Task brief -
Scan the entries and state how many lines contain "counted". Write no other text.

Data under study Start Marker

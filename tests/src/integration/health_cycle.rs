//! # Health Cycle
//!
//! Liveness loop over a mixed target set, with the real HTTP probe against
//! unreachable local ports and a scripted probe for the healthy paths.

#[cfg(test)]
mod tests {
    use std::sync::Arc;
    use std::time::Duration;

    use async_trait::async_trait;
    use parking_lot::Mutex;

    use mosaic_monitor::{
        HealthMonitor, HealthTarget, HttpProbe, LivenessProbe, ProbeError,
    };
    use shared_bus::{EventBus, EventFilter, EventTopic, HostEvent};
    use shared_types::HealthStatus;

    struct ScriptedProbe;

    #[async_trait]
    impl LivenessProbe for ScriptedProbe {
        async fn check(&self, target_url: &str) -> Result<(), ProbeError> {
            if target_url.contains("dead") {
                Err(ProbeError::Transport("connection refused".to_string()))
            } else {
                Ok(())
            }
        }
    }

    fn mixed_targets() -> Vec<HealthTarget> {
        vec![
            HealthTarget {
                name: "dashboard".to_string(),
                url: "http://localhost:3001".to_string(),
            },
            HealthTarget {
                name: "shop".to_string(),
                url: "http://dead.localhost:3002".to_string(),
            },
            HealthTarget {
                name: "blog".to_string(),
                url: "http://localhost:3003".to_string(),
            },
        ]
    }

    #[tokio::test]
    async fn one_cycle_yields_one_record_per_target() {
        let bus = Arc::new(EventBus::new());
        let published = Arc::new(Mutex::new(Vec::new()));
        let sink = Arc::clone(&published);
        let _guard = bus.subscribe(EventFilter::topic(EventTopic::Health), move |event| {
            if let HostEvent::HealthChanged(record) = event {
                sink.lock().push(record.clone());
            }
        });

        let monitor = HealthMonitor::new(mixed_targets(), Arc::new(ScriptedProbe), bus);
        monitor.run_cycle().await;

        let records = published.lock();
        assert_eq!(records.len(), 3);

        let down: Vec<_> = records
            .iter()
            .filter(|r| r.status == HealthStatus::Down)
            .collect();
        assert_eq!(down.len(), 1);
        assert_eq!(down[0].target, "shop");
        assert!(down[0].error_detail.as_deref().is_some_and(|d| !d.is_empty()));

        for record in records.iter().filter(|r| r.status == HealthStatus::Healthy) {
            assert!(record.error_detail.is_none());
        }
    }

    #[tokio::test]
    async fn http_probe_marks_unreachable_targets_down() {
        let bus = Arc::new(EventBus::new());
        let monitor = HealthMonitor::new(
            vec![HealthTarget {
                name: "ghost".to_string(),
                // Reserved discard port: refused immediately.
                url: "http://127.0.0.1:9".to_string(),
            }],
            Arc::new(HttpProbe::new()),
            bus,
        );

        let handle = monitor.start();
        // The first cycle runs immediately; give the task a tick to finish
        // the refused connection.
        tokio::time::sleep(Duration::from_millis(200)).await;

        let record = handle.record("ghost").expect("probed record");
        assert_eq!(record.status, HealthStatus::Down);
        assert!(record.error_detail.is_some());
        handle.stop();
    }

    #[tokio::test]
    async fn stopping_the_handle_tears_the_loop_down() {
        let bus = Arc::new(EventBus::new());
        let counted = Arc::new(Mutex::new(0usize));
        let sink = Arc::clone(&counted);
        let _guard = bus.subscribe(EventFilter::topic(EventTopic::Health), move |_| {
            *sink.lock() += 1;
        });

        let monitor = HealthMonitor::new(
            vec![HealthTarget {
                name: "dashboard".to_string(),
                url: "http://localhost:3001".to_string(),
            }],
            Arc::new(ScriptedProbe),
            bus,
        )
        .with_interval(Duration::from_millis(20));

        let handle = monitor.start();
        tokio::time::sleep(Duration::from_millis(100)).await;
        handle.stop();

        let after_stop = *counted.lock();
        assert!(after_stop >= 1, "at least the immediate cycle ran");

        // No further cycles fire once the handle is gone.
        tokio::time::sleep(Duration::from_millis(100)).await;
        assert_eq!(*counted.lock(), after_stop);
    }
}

Data under study End Marker

Result -
4